11/06/2026
Vous trouvez fou qu’un particulier vende seul son appartement ? Moi aussi, on me prend souvent pour un OVNI.
Prenez Lucie , true story : elle veut vendre à Toulouse. J’estime son bien, propose une exclusivité (toujours mal comprise), elle accepte. Son voisin est intéressé, pour elle c’est un souci, pour moi, non. L’exclusivité, ce n’est pas une cage : c’est un levier. On signe, avec accord que si le voisin achète, pas de frais d’agence. Transparence, flexibilité.
Photos, vidéo, diagnostics : tout est prêt. On crée de la tension avec des visites programmées à J+8.
Juste avant, le voisin propose 10 000 € de moins. S’il ne s’aligne pas, on lance les visites. Deux jours plus t**d, il paie le prix. Vente conclue, dossier notaire ficelé par moi, Lucie ravie, mon négociateur frustré.

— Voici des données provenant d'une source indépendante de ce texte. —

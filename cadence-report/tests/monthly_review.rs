//! End-to-end review of a synthetic creator month, plus the comparison
//! against the month before.

use cadence_core::{DailyGoal, Event, GoalItem, GoalItemStatus, Priority, Task, TaskStatus};
use cadence_report::{compute_month_comparison, compute_monthly_review, MonthlyReviewInput};
use chrono::{NaiveDate, NaiveDateTime};

fn d(month: u32, day: u32) -> NaiveDate {
    NaiveDate::from_ymd_opt(2026, month, day).unwrap()
}

fn ts(month: u32, day: u32) -> NaiveDateTime {
    d(month, day).and_hms_opt(10, 30, 0).unwrap()
}

fn goal(month: u32, day: u32, statuses: &[GoalItemStatus]) -> DailyGoal {
    DailyGoal::new(
        d(month, day),
        statuses
            .iter()
            .map(|&status| GoalItem { text: "daily goal".into(), status })
            .collect(),
    )
}

/// A believable April for one creator: 8 tasks, a shoot-heavy second week,
/// daily goals for the first five days.
fn april() -> MonthlyReviewInput {
    let tasks = vec![
        Task::new("t1", "script teaser", ts(4, 1))
            .with_priority(Priority::High)
            .with_due(d(4, 3))
            .with_status(TaskStatus::Done),
        Task::new("t2", "edit teaser", ts(4, 2))
            .with_priority(Priority::High)
            .with_due(d(4, 8))
            .with_status(TaskStatus::Done),
        Task::new("t3", "brand call prep", ts(4, 6)).with_due(d(4, 9)).with_status(TaskStatus::Done),
        Task::new("t4", "invoice sponsors", ts(4, 10)).with_status(TaskStatus::Done),
        Task::new("t5", "storyboard vlog", ts(4, 12)).with_due(d(4, 20)),
        Task::new("t6", "answer collabs", ts(4, 15)).with_priority(Priority::Low),
        Task::new("t7", "plan may calendar", ts(4, 22)).with_status(TaskStatus::InProgress),
        Task::new("t8", "archive footage", ts(4, 29)).with_priority(Priority::Low),
    ];

    let events = vec![
        Event::new("e1", "studio shoot", d(4, 8)).with_category("shoot").with_times("09:00", "13:00"),
        Event::new("e2", "brand call", d(4, 9)).with_category("meeting").with_times("15:00", "15:45"),
        Event::new("e3", "edit session", d(4, 9)).with_category("edit").with_times("16:00", "19:00"),
        Event::new("e4", "meetup", d(4, 18)),
        Event::new("e5", "studio shoot", d(4, 25)).with_category("shoot").with_times("10:00", "12:00"),
    ];

    use GoalItemStatus::*;
    let goals = vec![
        goal(4, 1, &[Done, Done]),
        goal(4, 2, &[Done]),
        goal(4, 3, &[Done, Partial]),
        goal(4, 4, &[NotDone]),
        goal(4, 5, &[Done]),
    ];

    MonthlyReviewInput { tasks, events, goals, month: 4, year: 2026 }
}

#[test]
fn full_month_review() {
    let review = compute_monthly_review(&april());
    let stats = &review.stats;

    assert_eq!(stats.tasks_created, 8);
    assert_eq!(stats.tasks_completed, 4);
    assert_eq!(stats.task_completion_rate, 50);
    assert_eq!(stats.events_attended, 5);

    assert_eq!(stats.goals_total, 5);
    assert_eq!(stats.goals_achieved, 3);
    assert_eq!(stats.goal_completion_rate, 60);

    // April 9: two events plus one due task.
    let busiest = stats.busiest_day.unwrap();
    assert_eq!(busiest.date, d(4, 9));
    assert_eq!(busiest.load, 3);
    // Several days carry load 1; the earliest wins.
    let calmest = stats.calmest_day.unwrap();
    assert_eq!(calmest.date, d(4, 3));
    assert_eq!(calmest.load, 1);

    // 4h shoot + 45m call + 3h edit + 2h shoot.
    assert!((stats.total_events_hours - 9.75).abs() < 1e-9);
    assert!(stats.average_daily_load > 0.0);

    assert_eq!(review.weekly_breakdown.len(), 5);
    let events_per_week: Vec<usize> = review.weekly_breakdown.iter().map(|b| b.events).collect();
    assert_eq!(events_per_week, vec![0, 3, 1, 1, 0]);

    // Low/Medium/High order, only present priorities.
    let labels: Vec<_> = review.priority_distribution.iter().map(|p| (p.priority, p.count)).collect();
    assert_eq!(
        labels,
        vec![(Priority::Low, 2), (Priority::Medium, 4), (Priority::High, 2)]
    );

    assert_eq!(review.month_label, "אפריל 2026");
    assert!(review.insights.len() <= 3);
}

#[test]
fn month_over_month_comparison() {
    let april = compute_monthly_review(&april()).stats;

    // A quieter March.
    let march = compute_monthly_review(&MonthlyReviewInput {
        tasks: vec![
            Task::new("m1", "script", ts(3, 3)).with_status(TaskStatus::Done),
            Task::new("m2", "edit", ts(3, 10)),
        ],
        events: vec![Event::new("me1", "shoot", d(3, 12))],
        goals: vec![goal(3, 3, &[GoalItemStatus::Done])],
        month: 3,
        year: 2026,
    })
    .stats;

    let entries = compute_month_comparison(&april, &march);
    assert_eq!(entries.len(), 3);

    assert_eq!(entries[0].label, "tasks-completed");
    assert_eq!(entries[0].change, 3);
    assert!(entries[0].is_positive);

    assert_eq!(entries[1].label, "events-attended");
    assert_eq!(entries[1].change, 4);

    assert_eq!(entries[2].label, "goals-achieved");
    assert_eq!(entries[2].change, 2);
}
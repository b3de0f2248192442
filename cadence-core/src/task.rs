//! Task snapshot type.
//!
//! Tasks are created and mutated by the task-management service; the engine
//! only reads a point-in-time copy.

use chrono::{NaiveDate, NaiveDateTime};
use serde::{Deserialize, Serialize};

#[derive(Debug, Clone, Copy, PartialEq, Eq, Serialize, Deserialize)]
pub enum TaskStatus {
    #[serde(rename = "not-started")]
    NotStarted,
    #[serde(rename = "in-progress")]
    InProgress,
    #[serde(rename = "done")]
    Done,
}

#[derive(Debug, Clone, Copy, PartialEq, Eq, PartialOrd, Ord, Serialize, Deserialize)]
pub enum Priority {
    #[serde(rename = "low")]
    Low,
    #[serde(rename = "medium")]
    Medium,
    #[serde(rename = "high")]
    High,
}

/// Core task snapshot.
///
/// Kept small + serializable; the wire shape matches the SaaS's camelCase
/// JSON so API rows deserialize directly.
#[derive(Debug, Clone, PartialEq, Serialize, Deserialize)]
#[serde(rename_all = "camelCase")]
pub struct Task {
    pub id: String,
    pub title: String,

    pub status: TaskStatus,
    pub priority: Priority,

    /// Day-granular due date. A task without one can never be overdue.
    pub due_date: Option<NaiveDate>,

    /// Owning company, when the task is tied to a client.
    pub company_id: Option<String>,

    pub archived: bool,

    /// Local creation timestamp; only its (year, month) is ever bucketed.
    pub created_at: NaiveDateTime,
}

impl Task {
    pub fn new(id: impl Into<String>, title: impl Into<String>, created_at: NaiveDateTime) -> Self {
        Self {
            id: id.into(),
            title: title.into(),
            status: TaskStatus::NotStarted,
            priority: Priority::Medium,
            due_date: None,
            company_id: None,
            archived: false,
            created_at,
        }
    }

    pub fn with_due(mut self, due: NaiveDate) -> Self {
        self.due_date = Some(due);
        self
    }

    pub fn with_status(mut self, status: TaskStatus) -> Self {
        self.status = status;
        self
    }

    pub fn with_priority(mut self, priority: Priority) -> Self {
        self.priority = priority;
        self
    }

    pub fn with_company(mut self, company_id: impl Into<String>) -> Self {
        self.company_id = Some(company_id.into());
        self
    }

    pub fn archived(mut self) -> Self {
        self.archived = true;
        self
    }

    pub fn is_open(&self) -> bool {
        self.status != TaskStatus::Done && !self.archived
    }

    /// Overdue iff open, dated, and due strictly before the reference day.
    pub fn is_overdue(&self, today: NaiveDate) -> bool {
        match self.due_date {
            Some(due) => self.is_open() && due < today,
            None => false,
        }
    }
}

#[cfg(test)]
mod tests {
    use super::*;
    use chrono::NaiveDate;

    fn ts(y: i32, m: u32, d: u32) -> NaiveDateTime {
        NaiveDate::from_ymd_opt(y, m, d).unwrap().and_hms_opt(9, 0, 0).unwrap()
    }

    #[test]
    fn test_new_task_defaults() {
        let t = Task::new("t1", "write brief", ts(2026, 3, 2));
        assert_eq!(t.status, TaskStatus::NotStarted);
        assert_eq!(t.priority, Priority::Medium);
        assert!(t.due_date.is_none());
        assert!(t.is_open());
    }

    #[test]
    fn test_done_or_archived_is_not_open() {
        let done = Task::new("t1", "a", ts(2026, 3, 2)).with_status(TaskStatus::Done);
        assert!(!done.is_open());

        let archived = Task::new("t2", "b", ts(2026, 3, 2)).archived();
        assert!(!archived.is_open());
    }

    #[test]
    fn test_overdue_needs_open_dated_past() {
        let today = NaiveDate::from_ymd_opt(2026, 3, 15).unwrap();
        let past = NaiveDate::from_ymd_opt(2026, 3, 10).unwrap();

        let open = Task::new("t1", "a", ts(2026, 3, 2)).with_due(past);
        assert!(open.is_overdue(today));

        // Due today is never overdue, whatever the hour.
        let due_today = Task::new("t2", "b", ts(2026, 3, 2)).with_due(today);
        assert!(!due_today.is_overdue(today));

        let done = Task::new("t3", "c", ts(2026, 3, 2))
            .with_due(past)
            .with_status(TaskStatus::Done);
        assert!(!done.is_overdue(today));

        let undated = Task::new("t4", "d", ts(2026, 3, 2));
        assert!(!undated.is_overdue(today));
    }

    #[test]
    fn test_camel_case_wire_shape() {
        let t = Task::new("t1", "brief", ts(2026, 3, 2)).with_due(
            NaiveDate::from_ymd_opt(2026, 3, 10).unwrap(),
        );
        let json = serde_json::to_string(&t).unwrap();
        assert!(json.contains("\"dueDate\""));
        assert!(json.contains("\"createdAt\""));
        assert!(json.contains("\"not-started\""));
    }
}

Cerise sur le gâteau : son autre voisin, Nicolas, veut vendre. Lucie recommande, il m’appelle. On signe en exclusivité, vente en 8 jours.
La leçon ? Parfois, il faut accepter de perdre pour gagner. On a fait qu’une vente mais 4 clients contents. Dans l’immobilier comme ailleurs, on récolte ce qu’on sème.
Alors, prêt à bousculer les codes ou rester calé dans l’ancien modèle ? À vous de jouer.